──────── Records
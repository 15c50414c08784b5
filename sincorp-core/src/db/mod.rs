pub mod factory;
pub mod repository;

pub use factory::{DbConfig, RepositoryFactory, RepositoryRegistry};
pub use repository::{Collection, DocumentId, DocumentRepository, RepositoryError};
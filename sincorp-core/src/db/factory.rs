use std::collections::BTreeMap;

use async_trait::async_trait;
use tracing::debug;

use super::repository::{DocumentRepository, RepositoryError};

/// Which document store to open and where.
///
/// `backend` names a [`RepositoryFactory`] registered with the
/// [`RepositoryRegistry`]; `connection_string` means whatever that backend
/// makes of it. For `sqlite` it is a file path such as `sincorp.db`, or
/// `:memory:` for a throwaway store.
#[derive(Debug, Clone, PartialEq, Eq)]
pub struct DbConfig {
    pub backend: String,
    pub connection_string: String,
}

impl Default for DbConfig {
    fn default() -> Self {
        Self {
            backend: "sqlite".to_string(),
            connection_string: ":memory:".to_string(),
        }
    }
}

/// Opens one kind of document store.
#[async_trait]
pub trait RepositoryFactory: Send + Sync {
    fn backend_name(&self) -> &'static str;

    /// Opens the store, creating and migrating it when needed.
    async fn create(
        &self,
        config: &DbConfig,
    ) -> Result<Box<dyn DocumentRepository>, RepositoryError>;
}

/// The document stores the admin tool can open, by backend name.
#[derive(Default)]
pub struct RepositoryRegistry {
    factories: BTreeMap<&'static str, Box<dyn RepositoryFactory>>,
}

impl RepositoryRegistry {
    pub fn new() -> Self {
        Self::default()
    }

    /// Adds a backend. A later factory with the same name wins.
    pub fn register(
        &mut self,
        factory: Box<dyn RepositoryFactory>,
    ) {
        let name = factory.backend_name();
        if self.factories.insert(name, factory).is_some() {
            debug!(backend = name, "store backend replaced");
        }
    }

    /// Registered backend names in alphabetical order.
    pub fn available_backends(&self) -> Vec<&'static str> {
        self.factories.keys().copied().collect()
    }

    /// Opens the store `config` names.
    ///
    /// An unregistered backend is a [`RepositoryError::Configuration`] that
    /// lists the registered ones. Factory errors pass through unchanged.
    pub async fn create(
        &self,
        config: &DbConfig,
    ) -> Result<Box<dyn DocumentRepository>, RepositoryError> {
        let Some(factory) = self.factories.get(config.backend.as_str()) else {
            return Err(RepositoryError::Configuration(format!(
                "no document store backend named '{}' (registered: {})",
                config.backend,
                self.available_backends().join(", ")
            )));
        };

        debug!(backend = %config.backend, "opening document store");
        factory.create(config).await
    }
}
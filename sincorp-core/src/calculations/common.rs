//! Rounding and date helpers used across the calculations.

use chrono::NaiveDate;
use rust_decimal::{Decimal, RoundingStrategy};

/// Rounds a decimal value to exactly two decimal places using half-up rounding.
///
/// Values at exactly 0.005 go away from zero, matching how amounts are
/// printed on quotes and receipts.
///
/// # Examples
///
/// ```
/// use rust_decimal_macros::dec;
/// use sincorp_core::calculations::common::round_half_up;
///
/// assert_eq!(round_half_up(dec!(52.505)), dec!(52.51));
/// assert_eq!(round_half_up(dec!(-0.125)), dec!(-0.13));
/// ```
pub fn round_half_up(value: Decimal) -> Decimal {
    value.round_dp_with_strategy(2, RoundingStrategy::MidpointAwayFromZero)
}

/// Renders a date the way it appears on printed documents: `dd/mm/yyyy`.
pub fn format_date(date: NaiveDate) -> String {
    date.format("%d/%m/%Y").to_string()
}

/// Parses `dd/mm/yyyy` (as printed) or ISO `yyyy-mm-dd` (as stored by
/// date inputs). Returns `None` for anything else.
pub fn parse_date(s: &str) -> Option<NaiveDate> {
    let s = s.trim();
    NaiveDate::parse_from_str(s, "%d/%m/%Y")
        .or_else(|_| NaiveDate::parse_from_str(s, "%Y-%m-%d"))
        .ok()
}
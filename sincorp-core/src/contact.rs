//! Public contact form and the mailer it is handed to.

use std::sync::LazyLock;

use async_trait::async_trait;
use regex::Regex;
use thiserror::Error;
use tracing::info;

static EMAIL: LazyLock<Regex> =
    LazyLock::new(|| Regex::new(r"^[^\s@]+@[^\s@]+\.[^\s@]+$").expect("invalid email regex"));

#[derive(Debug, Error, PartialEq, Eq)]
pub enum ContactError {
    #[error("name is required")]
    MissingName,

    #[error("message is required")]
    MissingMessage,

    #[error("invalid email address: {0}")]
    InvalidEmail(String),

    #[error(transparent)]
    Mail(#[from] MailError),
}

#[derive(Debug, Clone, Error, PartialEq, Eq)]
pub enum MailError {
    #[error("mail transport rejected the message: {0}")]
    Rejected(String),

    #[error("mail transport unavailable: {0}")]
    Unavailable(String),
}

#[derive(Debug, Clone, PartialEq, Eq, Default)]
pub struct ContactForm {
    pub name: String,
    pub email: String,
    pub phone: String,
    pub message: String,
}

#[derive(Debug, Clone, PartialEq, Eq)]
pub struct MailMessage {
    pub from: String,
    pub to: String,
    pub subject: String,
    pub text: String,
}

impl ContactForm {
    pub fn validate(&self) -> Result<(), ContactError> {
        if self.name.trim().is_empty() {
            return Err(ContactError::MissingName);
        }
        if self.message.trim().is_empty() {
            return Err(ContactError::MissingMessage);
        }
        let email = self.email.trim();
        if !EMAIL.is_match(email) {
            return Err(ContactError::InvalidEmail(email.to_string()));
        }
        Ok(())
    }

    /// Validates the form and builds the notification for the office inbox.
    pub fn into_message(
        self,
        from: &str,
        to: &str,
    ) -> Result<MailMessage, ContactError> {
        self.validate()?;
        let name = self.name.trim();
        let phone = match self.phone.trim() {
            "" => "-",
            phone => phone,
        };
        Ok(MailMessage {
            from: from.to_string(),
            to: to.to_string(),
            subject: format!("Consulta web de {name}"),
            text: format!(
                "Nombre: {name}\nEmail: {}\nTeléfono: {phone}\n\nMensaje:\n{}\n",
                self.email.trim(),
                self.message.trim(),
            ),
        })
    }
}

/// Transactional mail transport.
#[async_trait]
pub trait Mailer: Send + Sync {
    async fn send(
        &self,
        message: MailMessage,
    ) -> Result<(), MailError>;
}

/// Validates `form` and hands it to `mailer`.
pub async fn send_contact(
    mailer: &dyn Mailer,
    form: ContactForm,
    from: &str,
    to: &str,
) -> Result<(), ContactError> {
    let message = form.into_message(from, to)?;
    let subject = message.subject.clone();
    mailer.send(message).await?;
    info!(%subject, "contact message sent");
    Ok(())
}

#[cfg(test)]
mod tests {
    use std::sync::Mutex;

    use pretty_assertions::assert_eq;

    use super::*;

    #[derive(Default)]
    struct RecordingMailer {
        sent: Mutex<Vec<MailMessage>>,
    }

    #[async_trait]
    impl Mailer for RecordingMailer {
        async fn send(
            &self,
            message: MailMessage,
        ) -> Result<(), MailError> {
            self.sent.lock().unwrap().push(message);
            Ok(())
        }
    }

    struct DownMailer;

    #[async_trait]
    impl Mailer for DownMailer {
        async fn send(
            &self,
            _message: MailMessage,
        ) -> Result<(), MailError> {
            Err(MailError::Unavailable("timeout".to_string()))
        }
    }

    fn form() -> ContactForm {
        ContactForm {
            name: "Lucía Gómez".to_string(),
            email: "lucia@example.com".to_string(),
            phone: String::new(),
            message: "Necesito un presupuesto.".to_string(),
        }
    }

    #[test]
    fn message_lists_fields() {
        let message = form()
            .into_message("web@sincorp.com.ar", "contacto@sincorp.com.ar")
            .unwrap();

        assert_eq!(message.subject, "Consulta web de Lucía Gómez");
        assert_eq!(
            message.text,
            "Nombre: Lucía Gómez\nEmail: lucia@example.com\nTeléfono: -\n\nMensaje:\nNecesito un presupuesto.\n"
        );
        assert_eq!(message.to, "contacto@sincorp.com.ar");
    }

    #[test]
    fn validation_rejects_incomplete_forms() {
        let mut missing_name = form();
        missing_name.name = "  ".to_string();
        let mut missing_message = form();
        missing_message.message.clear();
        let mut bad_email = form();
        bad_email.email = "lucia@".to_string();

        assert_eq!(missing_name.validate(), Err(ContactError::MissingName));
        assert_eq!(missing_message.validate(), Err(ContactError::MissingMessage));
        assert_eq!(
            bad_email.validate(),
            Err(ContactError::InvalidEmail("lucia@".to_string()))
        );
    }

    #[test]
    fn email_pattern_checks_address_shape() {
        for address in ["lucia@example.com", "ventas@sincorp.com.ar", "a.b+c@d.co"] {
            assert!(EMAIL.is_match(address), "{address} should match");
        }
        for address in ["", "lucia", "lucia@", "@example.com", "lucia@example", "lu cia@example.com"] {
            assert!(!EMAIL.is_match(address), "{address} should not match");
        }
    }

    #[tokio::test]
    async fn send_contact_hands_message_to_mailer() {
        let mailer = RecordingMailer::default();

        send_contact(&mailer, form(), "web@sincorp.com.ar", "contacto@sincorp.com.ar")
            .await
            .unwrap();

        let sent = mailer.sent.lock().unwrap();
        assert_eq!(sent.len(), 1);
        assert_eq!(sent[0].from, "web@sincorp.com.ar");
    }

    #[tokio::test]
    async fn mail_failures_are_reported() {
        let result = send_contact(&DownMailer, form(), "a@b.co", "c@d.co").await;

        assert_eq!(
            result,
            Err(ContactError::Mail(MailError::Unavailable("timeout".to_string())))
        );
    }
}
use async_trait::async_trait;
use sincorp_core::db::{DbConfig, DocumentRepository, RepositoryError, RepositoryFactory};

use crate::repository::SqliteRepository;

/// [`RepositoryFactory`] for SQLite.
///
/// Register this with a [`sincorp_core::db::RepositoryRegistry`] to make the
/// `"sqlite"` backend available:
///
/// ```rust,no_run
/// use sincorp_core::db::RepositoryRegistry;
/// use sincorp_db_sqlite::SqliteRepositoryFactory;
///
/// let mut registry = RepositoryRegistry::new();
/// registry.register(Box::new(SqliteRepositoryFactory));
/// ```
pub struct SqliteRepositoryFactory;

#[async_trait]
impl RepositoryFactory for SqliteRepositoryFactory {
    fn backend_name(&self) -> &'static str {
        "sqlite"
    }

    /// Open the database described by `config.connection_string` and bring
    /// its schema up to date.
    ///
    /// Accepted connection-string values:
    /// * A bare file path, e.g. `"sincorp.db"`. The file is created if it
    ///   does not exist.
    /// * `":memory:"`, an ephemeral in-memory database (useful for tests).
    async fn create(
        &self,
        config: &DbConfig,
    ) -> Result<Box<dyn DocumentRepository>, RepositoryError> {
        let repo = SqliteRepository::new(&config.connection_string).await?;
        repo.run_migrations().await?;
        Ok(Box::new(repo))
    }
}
────────────────
What the task requires
Copy every line of the records above that contains "text".

Written solution
    pub text: String,
            text: format!(
            message.text,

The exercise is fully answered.